■ WHAT IS NEEDED ■
What comes back must be the data itself, retyped exactly.

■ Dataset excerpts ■
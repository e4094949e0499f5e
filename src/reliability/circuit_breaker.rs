use std::collections::HashMap;
use std::sync::Arc;
use std::time::{Duration, Instant};

use tokio::sync::RwLock;
use tracing::warn;

#[derive(Debug, Clone, Copy, PartialEq, Eq)]
pub enum CircuitState {
    Closed,
    Open,
    HalfOpen,
}

#[derive(Debug, Clone)]
pub struct CircuitBreakerConfig {
    pub failure_threshold: usize,
    pub failure_window: Duration,
    pub max_failures_in_window: usize,
    pub recovery_timeout: Duration,
    pub success_threshold: usize,
    pub call_timeout: Duration,
}

impl Default for CircuitBreakerConfig {
    fn default() -> Self {
        Self {
            failure_threshold: 5,
            failure_window: Duration::from_secs(60),
            max_failures_in_window: 5,
            recovery_timeout: Duration::from_secs(30),
            success_threshold: 2,
            call_timeout: Duration::from_secs(10),
        }
    }
}

#[derive(Debug, Clone, Default)]
pub struct CircuitBreakerStats {
    pub total_requests: u64,
    pub successful_requests: u64,
    pub failed_requests: u64,
    pub rejected_requests: u64,
}

impl CircuitBreakerStats {
    pub fn success_rate(&self) -> f64 {
        if self.total_requests == 0 {
            1.0
        } else {
            self.successful_requests as f64 / self.total_requests as f64
        }
    }
}

struct Inner {
    state: CircuitState,
    failure_count: usize,
    success_count: usize,
    last_failure: Option<Instant>,
    state_changed_at: Instant,
    failure_timestamps: Vec<Instant>,
}

/// One breaker for a single named dependency, implementing the
/// CLOSED/OPEN/HALF_OPEN lifecycle. A registry keeps one instance per bot
/// token, per store, per KV connection.
pub struct CircuitBreaker {
    config: CircuitBreakerConfig,
    inner: RwLock<Inner>,
    stats: RwLock<CircuitBreakerStats>,
}

impl CircuitBreaker {
    pub fn new(config: CircuitBreakerConfig) -> Self {
        Self {
            config,
            inner: RwLock::new(Inner {
                state: CircuitState::Closed,
                failure_count: 0,
                success_count: 0,
                last_failure: None,
                state_changed_at: Instant::now(),
                failure_timestamps: Vec::new(),
            }),
            stats: RwLock::new(CircuitBreakerStats::default()),
        }
    }

    pub async fn can_execute(&self) -> bool {
        let mut inner = self.inner.write().await;
        match inner.state {
            CircuitState::Closed => true,
            CircuitState::HalfOpen => true,
            CircuitState::Open => {
                let elapsed = inner.last_failure.map(|t| t.elapsed()).unwrap_or_default();
                if elapsed >= self.config.recovery_timeout {
                    inner.state = CircuitState::HalfOpen;
                    inner.success_count = 0;
                    inner.state_changed_at = Instant::now();
                    true
                } else {
                    false
                }
            }
        }
    }

    pub async fn record_success(&self) {
        let mut inner = self.inner.write().await;
        let mut stats = self.stats.write().await;
        stats.total_requests += 1;
        stats.successful_requests += 1;
        match inner.state {
            CircuitState::Closed => {
                inner.failure_count = 0;
            }
            CircuitState::HalfOpen => {
                inner.success_count += 1;
                if inner.success_count >= self.config.success_threshold {
                    inner.state = CircuitState::Closed;
                    inner.failure_count = 0;
                    inner.success_count = 0;
                    inner.state_changed_at = Instant::now();
                }
            }
            CircuitState::Open => {}
        }
    }

    pub async fn record_failure(&self, dependency: &str) {
        let mut inner = self.inner.write().await;
        let mut stats = self.stats.write().await;
        stats.total_requests += 1;
        stats.failed_requests += 1;

        let now = Instant::now();
        inner.last_failure = Some(now);
        inner.failure_timestamps.push(now);
        let window = self.config.failure_window;
        inner.failure_timestamps.retain(|t| now.duration_since(*t) <= window);

        match inner.state {
            CircuitState::Closed => {
                inner.failure_count += 1;
                if inner.failure_count >= self.config.failure_threshold
                    || inner.failure_timestamps.len() >= self.config.max_failures_in_window
                {
                    inner.state = CircuitState::Open;
                    inner.state_changed_at = now;
                    warn!(dependency, "circuit breaker opened");
                }
            }
            CircuitState::HalfOpen => {
                inner.state = CircuitState::Open;
                inner.state_changed_at = now;
                warn!(dependency, "circuit breaker reopened after half-open failure");
            }
            CircuitState::Open => {}
        }
    }

    pub async fn record_rejected(&self) {
        self.stats.write().await.rejected_requests += 1;
    }

    pub async fn state(&self) -> CircuitState {
        self.inner.read().await.state
    }

    pub async fn stats(&self) -> CircuitBreakerStats {
        self.stats.read().await.clone()
    }

    pub async fn reset(&self) {
        let mut inner = self.inner.write().await;
        inner.state = CircuitState::Closed;
        inner.failure_count = 0;
        inner.success_count = 0;
        inner.failure_timestamps.clear();
        inner.last_failure = None;
        inner.state_changed_at = Instant::now();
    }
}

/// Registry keyed by dependency name: one breaker per bot token, one for the
/// store, one for the KV, created lazily on first use.
#[derive(Clone)]
pub struct CircuitBreakerRegistry {
    config: CircuitBreakerConfig,
    breakers: Arc<RwLock<HashMap<String, Arc<CircuitBreaker>>>>,
}

impl CircuitBreakerRegistry {
    pub fn new(config: CircuitBreakerConfig) -> Self {
        Self { config, breakers: Arc::new(RwLock::new(HashMap::new())) }
    }

    pub async fn get(&self, dependency: &str) -> Arc<CircuitBreaker> {
        if let Some(breaker) = self.breakers.read().await.get(dependency) {
            return breaker.clone();
        }
        let mut breakers = self.breakers.write().await;
        breakers
            .entry(dependency.to_string())
            .or_insert_with(|| Arc::new(CircuitBreaker::new(self.config.clone())))
            .clone()
    }
}

#[cfg(test)]
mod tests {
    use super::*;

    #[tokio::test]
    async fn opens_after_threshold_failures() {
        let breaker = CircuitBreaker::new(CircuitBreakerConfig { failure_threshold: 3, ..Default::default() });
        for _ in 0..3 {
            breaker.record_failure("dep").await;
        }
        assert_eq!(breaker.state().await, CircuitState::Open);
        assert!(!breaker.can_execute().await);
    }

    #[tokio::test]
    async fn half_open_closes_after_success_threshold() {
        let breaker = CircuitBreaker::new(CircuitBreakerConfig {
            failure_threshold: 1,
            recovery_timeout: Duration::from_millis(10),
            success_threshold: 2,
            ..Default::default()
        });
        breaker.record_failure("dep").await;
        assert_eq!(breaker.state().await, CircuitState::Open);
        tokio::time::sleep(Duration::from_millis(20)).await;
        assert!(breaker.can_execute().await);
        assert_eq!(breaker.state().await, CircuitState::HalfOpen);
        breaker.record_success().await;
        breaker.record_success().await;
        assert_eq!(breaker.state().await, CircuitState::Closed);
    }

    #[tokio::test]
    async fn registry_reuses_breaker_per_dependency() {
        let registry = CircuitBreakerRegistry::new(CircuitBreakerConfig::default());
        let a1 = registry.get("bot-1").await;
        a1.record_failure("bot-1").await;
        let a2 = registry.get("bot-1").await;
        assert_eq!(a2.stats().await.failed_requests, 1);
    }
}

■ ANSWER FOR THIS EXERCISE ■
repository e4094949e0499f5e
filename src/reliability/circuit_breaker.rs
use std::collections::HashMap;
use std::sync::Arc;
use std::time::{Duration, Instant};

use tokio::sync::RwLock;
use tracing::warn;

#[derive(Debug, Clone, Copy, PartialEq, Eq)]
pub enum CircuitState {
    Closed,
    Open,
    HalfOpen,
}

#[derive(Debug, Clone)]
pub struct CircuitBreakerConfig {
    pub failure_threshold: usize,
    pub failure_window: Duration,
    pub max_failures_in_window: usize,
    pub recovery_timeout: Duration,
    pub success_threshold: usize,
    pub call_timeout: Duration,
}

impl Default for CircuitBreakerConfig {
    fn default() -> Self {
        Self {
            failure_threshold: 5,
            failure_window: Duration::from_secs(60),
            max_failures_in_window: 5,
            recovery_timeout: Duration::from_secs(30),
            success_threshold: 2,
            call_timeout: Duration::from_secs(10),
        }
    }
}

#[derive(Debug, Clone, Default)]
pub struct CircuitBreakerStats {
    pub total_requests: u64,
    pub successful_requests: u64,
    pub failed_requests: u64,
    pub rejected_requests: u64,
}

impl CircuitBreakerStats {
    pub fn success_rate(&self) -> f64 {
        if self.total_requests == 0 {
            1.0
        } else {
            self.successful_requests as f64 / self.total_requests as f64
        }
    }
}

struct Inner {
    state: CircuitState,
    failure_count: usize,
    success_count: usize,
    last_failure: Option<Instant>,
    state_changed_at: Instant,
    failure_timestamps: Vec<Instant>,
}

/// One breaker for a single named dependency, implementing the
/// CLOSED/OPEN/HALF_OPEN lifecycle. A registry keeps one instance per bot
/// token, per store, per KV connection.
pub struct CircuitBreaker {
    config: CircuitBreakerConfig,
    inner: RwLock<Inner>,
    stats: RwLock<CircuitBreakerStats>,
}

impl CircuitBreaker {
    pub fn new(config: CircuitBreakerConfig) -> Self {
        Self {
            config,
            inner: RwLock::new(Inner {
                state: CircuitState::Closed,
                failure_count: 0,
                success_count: 0,
                last_failure: None,
                state_changed_at: Instant::now(),
                failure_timestamps: Vec::new(),
            }),
            stats: RwLock::new(CircuitBreakerStats::default()),
        }
    }

    pub async fn can_execute(&self) -> bool {
        let mut inner = self.inner.write().await;
        match inner.state {
            CircuitState::Closed => true,
            CircuitState::HalfOpen => true,
            CircuitState::Open => {
                let elapsed = inner.last_failure.map(|t| t.elapsed()).unwrap_or_default();
                if elapsed >= self.config.recovery_timeout {
                    inner.state = CircuitState::HalfOpen;
                    inner.success_count = 0;
                    inner.state_changed_at = Instant::now();
                    true
                } else {
                    false
                }
            }
        }
    }

    pub async fn record_success(&self) {
        let mut inner = self.inner.write().await;
        let mut stats = self.stats.write().await;
        stats.total_requests += 1;
        stats.successful_requests += 1;
        match inner.state {
            CircuitState::Closed => {
                inner.failure_count = 0;
            }
            CircuitState::HalfOpen => {
                inner.success_count += 1;
                if inner.success_count >= self.config.success_threshold {
                    inner.state = CircuitState::Closed;
                    inner.failure_count = 0;
                    inner.success_count = 0;
                    inner.state_changed_at = Instant::now();
                }
            }
            CircuitState::Open => {}
        }
    }

    pub async fn record_failure(&self, dependency: &str) {
        let mut inner = self.inner.write().await;
        let mut stats = self.stats.write().await;
        stats.total_requests += 1;
        stats.failed_requests += 1;

        let now = Instant::now();
        inner.last_failure = Some(now);
        inner.failure_timestamps.push(now);
        let window = self.config.failure_window;
        inner.failure_timestamps.retain(|t| now.duration_since(*t) <= window);

        match inner.state {
            CircuitState::Closed => {
                inner.failure_count += 1;
                if inner.failure_count >= self.config.failure_threshold
                    || inner.failure_timestamps.len() >= self.config.max_failures_in_window
                {
                    inner.state = CircuitState::Open;
                    inner.state_changed_at = now;
                    warn!(dependency, "circuit breaker opened");
                }
            }
            CircuitState::HalfOpen => {
                inner.state = CircuitState::Open;
                inner.state_changed_at = now;
                warn!(dependency, "circuit breaker reopened after half-open failure");
            }
            CircuitState::Open => {}
        }
    }

    pub async fn record_rejected(&self) {
        self.stats.write().await.rejected_requests += 1;
    }

    pub async fn state(&self) -> CircuitState {
        self.inner.read().await.state
    }

    pub async fn stats(&self) -> CircuitBreakerStats {
        self.stats.read().await.clone()
    }

    pub async fn reset(&self) {
        let mut inner = self.inner.write().await;
        inner.state = CircuitState::Closed;
        inner.failure_count = 0;
        inner.success_count = 0;
        inner.failure_timestamps.clear();
        inner.last_failure = None;
        inner.state_changed_at = Instant::now();
    }
}

/// Registry keyed by dependency name: one breaker per bot token, one for the
/// store, one for the KV, created lazily on first use.
#[derive(Clone)]
pub struct CircuitBreakerRegistry {
    config: CircuitBreakerConfig,
    breakers: Arc<RwLock<HashMap<String, Arc<CircuitBreaker>>>>,
}

impl CircuitBreakerRegistry {
    pub fn new(config: CircuitBreakerConfig) -> Self {
        Self { config, breakers: Arc::new(RwLock::new(HashMap::new())) }
    }

    pub async fn get(&self, dependency: &str) -> Arc<CircuitBreaker> {
        if let Some(breaker) = self.breakers.read().await.get(dependency) {
            return breaker.clone();
        }
        let mut breakers = self.breakers.write().await;
        breakers
            .entry(dependency.to_string())
            .or_insert_with(|| Arc::new(CircuitBreaker::new(self.config.clone())))
            .clone()
    }
}

#[cfg(test)]
mod tests {
    use super::*;

    #[tokio::test]
    async fn opens_after_threshold_failures() {
        let breaker = CircuitBreaker::new(CircuitBreakerConfig { failure_threshold: 3, ..Default::default() });
        for _ in 0..3 {
            breaker.record_failure("dep").await;
        }
        assert_eq!(breaker.state().await, CircuitState::Open);
        assert!(!breaker.can_execute().await);
    }

    #[tokio::test]
    async fn half_open_closes_after_success_threshold() {
        let breaker = CircuitBreaker::new(CircuitBreakerConfig {
            failure_threshold: 1,
            recovery_timeout: Duration::from_millis(10),
            success_threshold: 2,
            ..Default::default()
        });
        breaker.record_failure("dep").await;
        assert_eq!(breaker.state().await, CircuitState::Open);
        tokio::time::sleep(Duration::from_millis(20)).await;
        assert!(breaker.can_execute().await);
        assert_eq!(breaker.state().await, CircuitState::HalfOpen);
        breaker.record_success().await;
        breaker.record_success().await;
        assert_eq!(breaker.state().await, CircuitState::Closed);
    }

    #[tokio::test]
    async fn registry_reuses_breaker_per_dependency() {
        let registry = CircuitBreakerRegistry::new(CircuitBreakerConfig::default());
        let a1 = registry.get("bot-1").await;
        a1.record_failure("bot-1").await;
        let a2 = registry.get("bot-1").await;
        assert_eq!(a2.stats().await.failed_requests, 1);
    }
}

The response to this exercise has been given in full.